I don't think that was him. https://m.imdb.com/name/nm5458588/

Also, WTF is he just cranking trash out?

[–] SkyezOpen@lemmy.world 3 points 2 years ago

Not literally him lol, just looks like him. And yeah, you expect a grifter to make quality media?

[–] Deceptichum@kbin.social 3 points 2 years ago

Alt-Right Bluey will always make me laugh.

What a pathetic person.

[–] Fal@yiffit.net 1 points 2 years ago

Do they really have literally nothing except being contrarians? https://m.imdb.com/title/tt8052768/?ref_=nm_flmg_t_3_prd

[–] bitwolf@lemmy.one 1 points 2 years ago (1 children)

This is cool and all. But I am more concerned about finding a way to prevent my images from being scraped for AI training.

Something like an imperceptible gray grid over the image that would throw off the AI training, and not force people to use certain browsers / apps.

[–] HumbertTetere@feddit.de 2 points 2 years ago (1 children)
[–] bitwolf@lemmy.one 1 points 2 years ago (1 children)

This is awesome, thanks for sharing!

After reading I think it perceptively alters the image, but I'm definitely going to play around with it and see what's possible.

[–] Even_Adder@lemmy.dbzer0.com 3 points 2 years ago

Beware, this is made by Ben Zhao, the University of Chicago professor who stole open source code for his last data poisoning scheme.

[–] Kbin_space_program@kbin.social 1 points 2 years ago (2 children)

Ah, DRM for your photos.

Great.

[–] FaceDeer@kbin.social 0 points 2 years ago (2 children)

Not at all. From what I understand of this article, it wouldn't stop you from doing anything you wanted with the image. It just generates a signed certificate at the moment the picture is taken that authenticates that that particular image existed at that particular time.
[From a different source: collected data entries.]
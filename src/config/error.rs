//! Configuration error types

use thiserror::Error;

/// Errors that can occur during configuration loading
#[derive(Debug, Error)]
pub enum ConfigError {
    #[error("Configuration loading failed: {0}")]
    LoadError(#[from] config::ConfigError),

    #[error("Validation failed: {0}")]
    ValidationFailed(#[from] ValidationError),
}

/// Errors that can occur during configuration validation
#[derive(Debug, Error, PartialEq, Eq)]
pub enum ValidationError {
    #[error("Required configuration missing: {0}")]
    MissingRequired(&'static str),

    #[error("Storage key may only contain letters, digits, '-', '_' and '.'")]
    InvalidStorageKey,

    #[error("Remote timeout must be between 1 and 60000 ms")]
    InvalidTimeout,

    #[error("Invalid database URL format")]
    InvalidDatabaseUrl,

    #[error("Pool max_connections must be at least 1")]
    InvalidPoolSize,

    #[error("Pool size exceeds maximum allowed (100)")]
    PoolSizeTooLarge,

    #[error("Invalid log filter: {0}")]
    InvalidLogFilter(String),
}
You can copy the image if you like.

[–] burliman@lemm.ee 1 points 2 years ago (1 children)

This is an adorable show of optimism.

[–] lolcatnip@reddthat.com -1 points 2 years ago

🙄

Digital signatures are not nefarious. Quit freaking out about things just because you don't understand them.

[–] Kbin_space_program@kbin.social 1 points 2 years ago

Forgive the cynicism, but: free, for now.
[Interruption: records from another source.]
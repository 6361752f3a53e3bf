//! PostgreSQL adapters - Database implementations for storage ports.
//!
//! This module provides adapters for PostgreSQL-backed persistence:
//! - `PostgresSessionRecords` - Remote session table with a LISTEN/NOTIFY change feed

mod session_records;

pub use session_records::{PostgresSessionRecords, CHANGE_CHANNEL};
What happens when the company decides all of a sudden to lock the service behind a subscription pay wall?

Do you still maintain rights to your photos when you use this service?

[–] lolcatnip@reddthat.com -1 points 2 years ago

This isn't DRM. I can't believe you have so many upvotes for such blatant FUD.

[–] culprit@lemmy.ml -1 points 2 years ago

I was wondering when crypto content would become a thing like this.